What you will do
Tally the lines in these records that hold the string "WorkingHours", and reply with the number alone.

Stored data entries:
────────────────

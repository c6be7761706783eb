//! # clash-engine
//!
//! Find overlapping meetings in a day's schedule and flag meetings that fall
//! outside working hours.
//!
//! Input is a header line followed by `start,end` rows, with times in 12-hour
//! (`9:30am`, `9:30 PM`) or 24-hour (`18:30`, `24:00`) form. A row with only a
//! start or only an end sets the working-day bound instead of adding a
//! meeting.
//!
//! ```rust
//! use clash_engine::analyze;
//!
//! let lines = ["start,end", "9:00am,10:00am", "9:30am,10:30am"];
//! let report = analyze(&lines, "2022-01-26").unwrap();
//! assert_eq!(report.clashes.len(), 1);
//! assert_eq!(report.clashes[0].overlap_minutes, 30);
//! ```
//!
//! ## Modules
//!
//! - [`time`] — `"<day>.<time>"` string → timestamp
//! - [`meeting`] — `Meeting` with its total order, and `WorkingHours`
//! - [`schedule`] — raw rows → sorted valid/invalid meeting lists
//! - [`conflict`] — pairwise overlap detection
//! - [`report`] — console report rendering
//! - [`error`] — Error types

pub mod conflict;
pub mod error;
pub mod meeting;
pub mod report;
pub mod schedule;
pub mod time;

pub use conflict::{find_clashes, Clash};
pub use error::ClashError;
pub use meeting::{Meeting, WorkingHours};
pub use report::Report;
pub use schedule::{build_schedule, Schedule};
pub use time::parse_time;

/// Build the schedule for `day` from `lines` and detect clashes among its
/// valid meetings.
///
/// # Errors
/// Propagates any parse failure from [`build_schedule`]; no partial report
/// is produced.
pub fn analyze<S: AsRef<str>>(lines: &[S], day: &str) -> error::Result<Report> {
    build_schedule(lines, day).map(Report::from_schedule)
}
use serde::{ser::SerializeStruct, Deserialize, Serialize, Serializer};

use super::RegisterBank;
use crate::FP_LANE_COUNT;

// Snapshots of simulated architectural state have to be byte-stable across
// hosts, so the lanes are flattened to a big-endian byte buffer instead of
// letting the format encode a sequence of host integers.

impl Serialize for RegisterBank {
    fn serialize<S>(&self, serializer: S) -> Result<S::Ok, S::Error>
    where
        S: Serializer,
    {
        let mut tuple =
            serializer.serialize_struct("SerializedRegisterBank", 1)?;
        let mut buf = [0; FP_LANE_COUNT * 4];
        let mut out_n = 0;
        for lane in self.lanes() {
            buf[out_n..out_n + 4].copy_from_slice(&lane.to_be_bytes());
            out_n += 4;
        }
        tuple.serialize_field("lanes", &buf[..out_n])?;
        tuple.end()
    }
}

// Deserializing is much less performance-critical than serializing, so a
// derived deserializer and an intermediate struct keep it simple.

#[derive(Deserialize)]
struct SerializedRegisterBank {
    lanes: Vec<u8>,
}

impl<'de> Deserialize<'de> for RegisterBank {
    fn deserialize<D>(deserializer: D) -> Result<Self, D::Error>
    where
        D: serde::Deserializer<'de>,
    {
        use serde::de::Error;
        let intermediate = SerializedRegisterBank::deserialize(deserializer)?;
        if intermediate.lanes.len() != FP_LANE_COUNT * 4 {
            return Err(Error::invalid_length(
                intermediate.lanes.len(),
                &"expected 256 bytes of register bank data",
            ));
        }
        let mut ret = RegisterBank::new();
        for (i, bytes) in intermediate.lanes.chunks_exact(4).enumerate() {
            ret.set_lane(i as u32, u32::from_be_bytes(bytes.try_into().unwrap()));
        }
        Ok(ret)
    }
}

#[cfg(test)]
mod tests {
    use super::*;

    #[test]
    fn json_round_trip_restores_every_lane() {
        let mut bank = RegisterBank::new();
        bank.save_double(-0.0, 0);
        bank.save_double(f64::from_bits(0x7FF8_0000_DEAD_BEEF), 7);
        bank.save_float(1.5, 16);
        bank.set_lane(63, 0xCAFE_F00D);
        let json = serde_json::to_string(&bank).unwrap();
        let restored: RegisterBank = serde_json::from_str(&json).unwrap();
        assert_eq!(restored.lanes(), bank.lanes());
    }

    #[test]
    fn wrong_length_snapshot_is_rejected() {
        let json = r#"{"lanes":[0,0,0,0]}"#;
        assert!(serde_json::from_str::<RegisterBank>(json).is_err());
    }
}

────────────────

Solution to this task
2